June 2006 Cheap Eats
This red-sauce trattoria has wit and style–and the feel of Little Italy. Much of the food tastes like it came from the kitchen of an Italian nona, and no wonder: The two thirtysomething brothers who run the place–one cooks, the other manages–copped recipes from their own.
Snug and cozy with dark wood tables and chairs, vintage family photos on the frescoed walls, and a faux fireplace that's really a TV screen, Olazzo is both romantic and family friendly. Young servers amp up good cheer, as do Monday's half-price wine night and Tuesday's $5 martinis.

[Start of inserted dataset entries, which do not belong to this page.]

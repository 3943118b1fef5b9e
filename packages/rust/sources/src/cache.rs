//! Policy-driven cache resolution over [`Storage`] and a [`SourceClient`].
//!
//! The store decides, per request, whether to serve the stored entry or
//! fetch. A fetched payload only replaces the stored one when its
//! fingerprint changed, so an identical refresh leaves `fetched_at` alone.
//! In offline mode every policy degrades to `UseCache` and the client is
//! never called.

use std::collections::HashMap;
use std::time::Duration;

use chrono::Utc;
use numsheet_shared::{CacheEntry, NumsheetError, Payload, Policy, ResourceId, Result, RunMode};
use numsheet_storage::Storage;
use serde::Serialize;
use tracing::{debug, warn};

use crate::client::{FetchError, SourceClient};

/// Result of resolving one resource.
#[derive(Debug, Clone, PartialEq)]
pub enum Resolved {
    Available(CacheEntry),
    /// Nothing stored and nothing fetched. Not an error.
    Unavailable,
}

impl Resolved {
    pub fn entry(&self) -> Option<&CacheEntry> {
        match self {
            Self::Available(entry) => Some(entry),
            Self::Unavailable => None,
        }
    }

    pub fn payload(&self) -> Option<&Payload> {
        self.entry().map(|e| &e.payload)
    }
}

/// Outcome counters for a run summary.
#[derive(Debug, Clone, Copy, Default, PartialEq, Eq, Serialize)]
pub struct CacheStats {
    /// Served from storage without fetching.
    pub hits: u32,
    /// Fetched and stored (new or changed).
    pub fetched: u32,
    /// Fetched but identical to the stored entry.
    pub unchanged: u32,
    /// Fetch failed; stored entry served instead.
    pub fallbacks: u32,
    pub unavailable: u32,
}

/// Network behaviour of a [`CacheStore`] for one run.
#[derive(Debug, Clone, Copy)]
pub struct CacheSettings {
    pub mode: RunMode,
    /// Extra attempts after a failed fetch.
    pub retry_attempts: u32,
    /// Base delay, doubled after each failed attempt.
    pub retry_backoff: Duration,
}

impl CacheSettings {
    pub fn offline() -> Self {
        Self {
            mode: RunMode::Offline,
            retry_attempts: 0,
            retry_backoff: Duration::ZERO,
        }
    }

    pub fn online() -> Self {
        Self {
            mode: RunMode::Online,
            ..Self::offline()
        }
    }
}

/// Resolves resources for one run. Create a fresh store per range.
pub struct CacheStore<'a, C> {
    storage: &'a Storage,
    client: &'a C,
    settings: CacheSettings,
    memo: HashMap<ResourceId, Resolved>,
    stats: CacheStats,
}

impl<'a, C: SourceClient> CacheStore<'a, C> {
    pub fn new(storage: &'a Storage, client: &'a C, settings: CacheSettings) -> Self {
        Self {
            storage,
            client,
            settings,
            memo: HashMap::new(),
            stats: CacheStats::default(),
        }
    }

    pub fn stats(&self) -> CacheStats {
        self.stats
    }

    pub fn mode(&self) -> RunMode {
        self.settings.mode
    }

    /// Resolve `id` under `policy`. Repeated calls within a run return the
    /// first resolution without touching storage or network again.
    ///
    /// Only storage failures are errors; fetch failures degrade to the
    /// stored entry or [`Resolved::Unavailable`].
    pub async fn resolve(&mut self, id: &ResourceId, policy: Policy) -> Result<Resolved> {
        if let Some(hit) = self.memo.get(id) {
            return Ok(hit.clone());
        }

        let resolved = self.resolve_uncached(id, policy).await?;
        if matches!(resolved, Resolved::Unavailable) {
            self.stats.unavailable += 1;
        }
        self.memo.insert(id.clone(), resolved.clone());
        Ok(resolved)
    }

    async fn resolve_uncached(&mut self, id: &ResourceId, policy: Policy) -> Result<Resolved> {
        let stored = self.load_stored(id).await?;

        let policy = match self.settings.mode {
            RunMode::Offline => Policy::UseCache,
            RunMode::Online => policy,
        };

        match policy {
            Policy::UseCache => match stored {
                Some(entry) => {
                    self.stats.hits += 1;
                    debug!(resource = %id, "cache hit");
                    Ok(Resolved::Available(entry))
                }
                None if self.settings.mode == RunMode::Offline => {
                    debug!(resource = %id, "cache miss (offline)");
                    Ok(Resolved::Unavailable)
                }
                None => self.refresh(id, None).await,
            },
            Policy::RefreshIfStale { max_age } => match stored {
                Some(entry) if is_fresh(&entry, max_age) => {
                    self.stats.hits += 1;
                    debug!(resource = %id, "cache entry still fresh");
                    Ok(Resolved::Available(entry))
                }
                stored => self.refresh(id, stored).await,
            },
            Policy::ForceRefresh => self.refresh(id, stored).await,
        }
    }

    /// A stored payload that no longer decodes is treated as absent.
    async fn load_stored(&self, id: &ResourceId) -> Result<Option<CacheEntry>> {
        match self.storage.get_entry(id).await {
            Ok(entry) => Ok(entry),
            Err(NumsheetError::Parse { message }) => {
                warn!(resource = %id, %message, "ignoring undecodable cache entry");
                Ok(None)
            }
            Err(e) => Err(e),
        }
    }

    async fn refresh(&mut self, id: &ResourceId, stored: Option<CacheEntry>) -> Result<Resolved> {
        let payload = match self.fetch_with_retry(id).await {
            Ok(payload) => payload,
            Err(err) => {
                return Ok(match stored {
                    Some(entry) => {
                        warn!(resource = %id, error = %err, "fetch failed, serving cached entry");
                        self.stats.fallbacks += 1;
                        Resolved::Available(entry)
                    }
                    None => {
                        warn!(resource = %id, error = %err, "fetch failed, nothing cached");
                        Resolved::Unavailable
                    }
                });
            }
        };

        let fingerprint = payload.fingerprint()?;
        if let Some(entry) = stored {
            if entry.fingerprint == fingerprint {
                self.stats.unchanged += 1;
                debug!(resource = %id, "refetched payload unchanged");
                return Ok(Resolved::Available(entry));
            }
        }

        let entry = CacheEntry {
            resource: id.clone(),
            payload,
            fetched_at: Utc::now(),
            fingerprint,
        };
        self.storage.put_entry(&entry).await?;
        self.stats.fetched += 1;
        debug!(resource = %id, "stored fetched payload");
        Ok(Resolved::Available(entry))
    }

    async fn fetch_with_retry(&self, id: &ResourceId) -> std::result::Result<Payload, FetchError> {
        let mut delay = self.settings.retry_backoff;
        let mut attempt = 0;
        loop {
            match self.client.fetch(id).await {
                Ok(payload) => return Ok(payload),
                Err(err) if attempt < self.settings.retry_attempts => {
                    attempt += 1;
                    debug!(resource = %id, attempt, error = %err, "retrying fetch");
                    tokio::time::sleep(delay).await;
                    delay = delay.saturating_mul(2);
                }
                Err(err) => return Err(err),
            }
        }
    }
}

fn is_fresh(entry: &CacheEntry, max_age: Duration) -> bool {
    let age = Utc::now().signed_duration_since(entry.fetched_at);
    match age.to_std() {
        Ok(age) => age < max_age,
        // fetched_at in the future: clock skew, treat as fresh
        Err(_) => true,
    }
}
impl PolicyKind {
    /// Resolve into a runtime [`Policy`]; `max_age_hours` only applies to `Refresh`.
    pub fn into_policy(self, max_age_hours: u64) -> Policy {
        match self {
            Self::UseCache => Policy::UseCache,
            Self::Refresh => Policy::RefreshIfStale {
                max_age: Duration::from_secs(max_age_hours.saturating_mul(3600)),
            },
            Self::Force => Policy::ForceRefresh,
        }
    }
}

impl std::str::FromStr for PolicyKind {
    type Err = NumsheetError;

    fn from_str(s: &str) -> Result<Self> {
        match s.trim() {
            "use-cache" | "cache" => Ok(Self::UseCache),
            "refresh" => Ok(Self::Refresh),
            "force" => Ok(Self::Force),
            other => Err(NumsheetError::config(format!(
                "unknown policy '{other}': expected use-cache, refresh, or force"
            ))),
        }
    }
}

/// `[sources]` section.
#[derive(Debug, Clone, Default, Serialize, Deserialize)]
pub struct SourcesConfig {
    #[serde(default)]
    pub wikidata: WikidataConfig,

    #[serde(default)]
    pub wikipedia: WikipediaConfig,
}

impl SourcesConfig {
    pub fn is_enabled(&self, source: Source) -> bool {
        match source {
            Source::StructuredData => self.wikidata.enabled,
            Source::ProseArticle => self.wikipedia.enabled,
        }
    }

    pub fn policy(&self, source: Source) -> Policy {
        match source {
            Source::StructuredData => self
                .wikidata
                .policy
                .into_policy(self.wikidata.max_age_hours),
            Source::ProseArticle => self
                .wikipedia
                .policy
                .into_policy(self.wikipedia.max_age_hours),
        }
    }
}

But even without the boozy come-on, the place is a find. Crisp fried tendrils of calamari heaped in a giant martini glass will make you smile. The best big plates are the traditional ones: well-seasoned meatballs with al dente spaghetti; lasagna with a robust Bolognese sauce; chicken cardinale with tomato-cream sauce; crusty thin-pounded chicken Milanese. Less successful are dishes catering to modern health concerns, like salmon with mango relish and a flavorless vegetable pasta. A nice house salad comes with all entrées, but get the dressing on the side–the kitchen tends to overdo it.
For nostalgia's sake, splurge on a crisp-shelled cannoli for dessert, the essence of Little Italy in a few crunchy bites.